Is Helium One a good stock to buy for the long term? HE1 is speculative investing at its best and worst if it fails. The majority of start-up firms in the mineral exploration sector typically fail due to a lack of capital, competition, and, most often, due to poor results down the road. Helium One is definitely a coin toss that could end up on either side.
Is Helium One Global Ltd a buy or a sell? Caution is the byword here unless you are an investor who likes to take highly risky bets with very large payoff potential.
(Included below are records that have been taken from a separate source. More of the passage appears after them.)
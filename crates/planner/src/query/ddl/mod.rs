//! Schema generation for mapped types.
//!
//! Every statement lands in one of two lists: object scripts (CREATE TABLE,
//! ADD COLUMN on the owner) and constraint scripts (foreign keys added to
//! other tables, link tables). Callers run all object scripts before any
//! constraint script.

use crate::{
    query::{
        ast::{
            alter_table::AlterTable,
            create_table::{ColumnDef, ColumnReference},
        },
        builder::{
            alter_table::AlterTableBuilder,
            create_table::{CreateTableBuilder, column_def},
        },
        dialect::{Dialect, DialectKind},
        mapping::SqlMapping,
        renderer::{Render, Renderer},
    },
    table_ref,
};
use model::{
    core::{data_type::DataType, types::PropertyRef},
    error::MappingError,
    mapping::entity::{PropertyKind, PropertyMapping},
};
use std::collections::HashSet;
use thiserror::Error;
use tracing::{info, warn};

#[derive(Debug, Error)]
pub enum DdlError {
    /// A type or property the statement needs is not mapped.
    #[error("Mapping violation: {0}")]
    Mapping(#[from] MappingError),

    #[error("Unsupported DDL statement: {0}")]
    Unsupported(String),
}

#[derive(Debug, Clone, Copy, PartialEq, Eq)]
pub enum DdlStatementKind {
    CreateTable,
    AddColumn,
}

/// What to generate: a whole table, or one property added to an existing
/// table.
#[derive(Debug, Clone, PartialEq, Eq)]
pub struct DdlStatement {
    pub kind: DdlStatementKind,
    pub entity: String,
    pub property: Option<String>,
}

impl DdlStatement {
    pub fn create_table(entity: &str) -> Self {
        Self {
            kind: DdlStatementKind::CreateTable,
            entity: entity.to_string(),
            property: None,
        }
    }

    pub fn add_column(entity: &str, property: &str) -> Self {
        Self {
            kind: DdlStatementKind::AddColumn,
            entity: entity.to_string(),
            property: Some(property.to_string()),
        }
    }
}

/// Ordered scripts of a schema.
#[derive(Debug, Clone, Default, PartialEq, Eq)]
pub struct DdlScript {
    pub objects: Vec<String>,
    pub constraints: Vec<String>,
}

impl DdlScript {
    /// All statements in execution order.
    pub fn statements(&self) -> impl Iterator<Item = &String> {
        self.objects.iter().chain(self.constraints.iter())
    }
}

/// Key column of a mapped type, as seen from a referencing column.
struct KeyColumn {
    table: String,
    column: String,
    data_type: DataType,
    max_length: Option<usize>,
}

pub struct DdlTranslator {
    dialect: Box<dyn Dialect>,
}

impl DdlTranslator {
    pub fn new(dialect: Box<dyn Dialect>) -> Self {
        Self { dialect }
    }

    pub fn for_kind(kind: DialectKind) -> Self {
        Self::new(kind.dialect())
    }

    pub fn dialect(&self) -> &dyn Dialect {
        self.dialect.as_ref()
    }

    /// Appends the scripts of `statement` to `objects` and `constraints`.
    pub fn translate(
        &self,
        statement: &DdlStatement,
        mapping: &dyn SqlMapping,
        objects: &mut Vec<String>,
        constraints: &mut Vec<String>,
    ) -> Result<(), DdlError> {
        match statement.kind {
            DdlStatementKind::CreateTable => {
                self.create_table(&statement.entity, mapping, objects, constraints)
            }
            DdlStatementKind::AddColumn => {
                let Some(property) = &statement.property else {
                    return Err(DdlError::Unsupported(format!(
                        "AddColumn on '{}' names no property",
                        statement.entity
                    )));
                };
                self.add_column(&statement.entity, property, mapping, objects, constraints)
            }
        }
    }

    /// CREATE TABLE scripts for `entities`, parents and referenced types
    /// first, then every constraint script.
    pub fn plan(&self, entities: &[String], mapping: &dyn SqlMapping) -> Result<DdlScript, DdlError> {
        let order = creation_order(entities, mapping)?;

        let mut objects = Vec::new();
        let mut constraints = Vec::new();
        for entity in &order {
            let statement = DdlStatement::create_table(entity);
            self.translate(&statement, mapping, &mut objects, &mut constraints)?;
        }

        let mut seen = HashSet::new();
        constraints.retain(|script| seen.insert(script.clone()));

        for script in objects.iter().chain(constraints.iter()) {
            info!("Planned: {script}");
        }
        Ok(DdlScript {
            objects,
            constraints,
        })
    }

    fn create_table(
        &self,
        entity: &str,
        mapping: &dyn SqlMapping,
        objects: &mut Vec<String>,
        constraints: &mut Vec<String>,
    ) -> Result<(), DdlError> {
        let table = mapping.sql_equivalent_for_type(entity)?;
        let id = mapping.id_property(entity).ok();
        let mut builder = CreateTableBuilder::new(table_ref!(table));

        for property in mapping.mapped_properties(entity)? {
            let property_mapping = mapping.property_mapping(&property)?;
            let is_id = id.as_ref() == Some(&property);
            match self.column_for(entity, &property_mapping, is_id, mapping)? {
                Some(column) => builder = builder.add_column(column),
                None => constraints.extend(self.relation_scripts(
                    entity,
                    &property,
                    &property_mapping,
                    mapping,
                )?),
            }
        }

        objects.push(self.render(&builder.build()));
        Ok(())
    }

    fn add_column(
        &self,
        entity: &str,
        property: &str,
        mapping: &dyn SqlMapping,
        objects: &mut Vec<String>,
        constraints: &mut Vec<String>,
    ) -> Result<(), DdlError> {
        let property = mapping
            .mapped_properties(entity)?
            .into_iter()
            .find(|p| p.name == property)
            .ok_or_else(|| MappingError::UnknownProperty(format!("{entity}.{property}")))?;
        let property_mapping = mapping.property_mapping(&property)?;
        let is_id = mapping.id_property(entity).ok().as_ref() == Some(&property);

        match self.column_for(entity, &property_mapping, is_id, mapping)? {
            Some(column) => {
                let table = mapping.sql_equivalent_for_type(entity)?;
                let ast = AlterTableBuilder::new(table_ref!(table))
                    .add_column_def(column)
                    .build();
                objects.push(self.render(&ast));
            }
            None => {
                constraints.extend(self.relation_scripts(entity, &property, &property_mapping, mapping)?)
            }
        }
        Ok(())
    }

    /// The inline column of a property on its owner's table, if it has one.
    fn column_for(
        &self,
        entity: &str,
        property: &PropertyMapping,
        is_id: bool,
        mapping: &dyn SqlMapping,
    ) -> Result<Option<ColumnDef>, DdlError> {
        match &property.kind {
            PropertyKind::Scalar {
                data_type,
                nullable,
                max_length,
            } => {
                let mut column = column_def(&property.column, data_type.clone(), *max_length);
                if is_id {
                    column.is_primary_key = true;
                    column.is_identity = data_type.is_integer();
                } else {
                    column.is_nullable = *nullable;
                }
                Ok(Some(column))
            }
            PropertyKind::Reference { target } => {
                let key = key_column(target, mapping)?;
                let mut column = column_def(&property.column, key.data_type, key.max_length);
                column.is_nullable = true;
                column.references = Some(ColumnReference {
                    table: table_ref!(key.table),
                    column: key.column,
                });
                Ok(Some(column))
            }
            PropertyKind::Collection { .. } | PropertyKind::ManyToMany { .. } => {
                if is_id {
                    return Err(DdlError::Unsupported(format!(
                        "The id of '{entity}' cannot be a collection"
                    )));
                }
                Ok(None)
            }
        }
    }

    /// Scripts for relations stored outside the owner's table.
    fn relation_scripts(
        &self,
        entity: &str,
        property: &PropertyRef,
        property_mapping: &PropertyMapping,
        mapping: &dyn SqlMapping,
    ) -> Result<Vec<String>, DdlError> {
        match &property_mapping.kind {
            PropertyKind::Collection { target } => {
                let owner_key = key_column(entity, mapping)?;
                let child_table = mapping.sql_equivalent_for_type(target)?;
                let ast: AlterTable = AlterTableBuilder::new(table_ref!(child_table))
                    .add_column(&property_mapping.column, owner_key.data_type)
                    .nullable()
                    .references(table_ref!(owner_key.table), &owner_key.column)
                    .add()
                    .build();
                Ok(vec![self.render(&ast)])
            }
            PropertyKind::ManyToMany {
                target,
                link_table,
                owner_column,
                target_column,
            } => {
                let owner_key = key_column(entity, mapping)?;
                let target_key = key_column(target, mapping)?;
                let ast = CreateTableBuilder::new(table_ref!(link_table))
                    .column(owner_column, owner_key.data_type, owner_key.max_length)
                    .references(table_ref!(owner_key.table), &owner_key.column)
                    .add()
                    .column(target_column, target_key.data_type, target_key.max_length)
                    .references(table_ref!(target_key.table), &target_key.column)
                    .add()
                    .primary_key(vec![owner_column.clone(), target_column.clone()])
                    .build();
                Ok(vec![self.render(&ast)])
            }
            PropertyKind::Scalar { .. } | PropertyKind::Reference { .. } => Err(
                DdlError::Unsupported(format!("'{property}' is stored inline")),
            ),
        }
    }

    fn render(&self, ast: &dyn Render) -> String {
        let mut renderer = Renderer::new(self.dialect.as_ref());
        ast.render(&mut renderer);
        renderer.finish().0
    }
}

fn key_column(entity: &str, mapping: &dyn SqlMapping) -> Result<KeyColumn, DdlError> {
    let id = mapping.id_property(entity)?;
    let id_mapping = mapping.property_mapping(&id)?;
    let PropertyKind::Scalar {
        data_type,
        max_length,
        ..
    } = id_mapping.kind
    else {
        return Err(MappingError::InvalidRelation {
            property: id.to_string(),
            reason: "an id property must be a scalar".to_string(),
        }
        .into());
    };
    Ok(KeyColumn {
        table: mapping.sql_equivalent_for_type(entity)?,
        column: id_mapping.column,
        data_type,
        max_length,
    })
}

/// Stable topological order of `entities`: referenced types and one-to-many
/// parents come before the types that point at them. Cycles fall back to
/// input order.
fn creation_order(entities: &[String], mapping: &dyn SqlMapping) -> Result<Vec<String>, DdlError> {
    let planned: HashSet<&str> = entities.iter().map(String::as_str).collect();
    let mut dependencies: Vec<HashSet<String>> = vec![HashSet::new(); entities.len()];

    for (index, entity) in entities.iter().enumerate() {
        for property in mapping.mapped_properties(entity)? {
            let property_mapping = mapping.property_mapping(&property)?;
            match &property_mapping.kind {
                PropertyKind::Reference { target } if target != entity && planned.contains(target.as_str()) => {
                    dependencies[index].insert(target.clone());
                }
                PropertyKind::Collection { target } if target != entity => {
                    if let Some(child) = entities.iter().position(|e| e == target) {
                        dependencies[child].insert(entity.clone());
                    }
                }
                _ => {}
            }
        }
    }

    let mut done: HashSet<String> = HashSet::new();
    let mut order = Vec::with_capacity(entities.len());
    while order.len() < entities.len() {
        let ready = entities.iter().enumerate().find(|(index, entity)| {
            !done.contains(entity.as_str()) && dependencies[*index].iter().all(|d| done.contains(d))
        });
        let next = match ready {
            Some((_, entity)) => entity.clone(),
            None => {
                let Some(entity) = entities.iter().find(|e| !done.contains(e.as_str())) else {
                    break;
                };
                warn!("Reference cycle through '{entity}', keeping declaration order");
                entity.clone()
            }
        };
        done.insert(next.clone());
        order.push(next);
    }
    Ok(order)
}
Investors want more confirmation of profitable helium deposits before driving up this stock price any further, for the near or long term.
As for an analyst’s opinion, Hargreaves counsels caution: “Even if it finds commercially viable amounts of the resource, it will still face a long battle to get the project up and running and producing cash flow. As a result, it could be years before the company sees any return on its exploration investment” (source: The Motley Fool). Remember that this comment came before the stock plummeted from 28.0p, but the sentiments are still relevant today.
What could change? The company has yet to establish a record of any revenues. Cash reserves were nearly £10m at the end of 2021, thereby ensuring a bit of time before having to raise more capital for significant drilling operations, as long as the firm continues to burn cash at an acceptable rate. If the firm is able to extract helium in 2023 and generate any amount of revenue, then the stock could explode once again.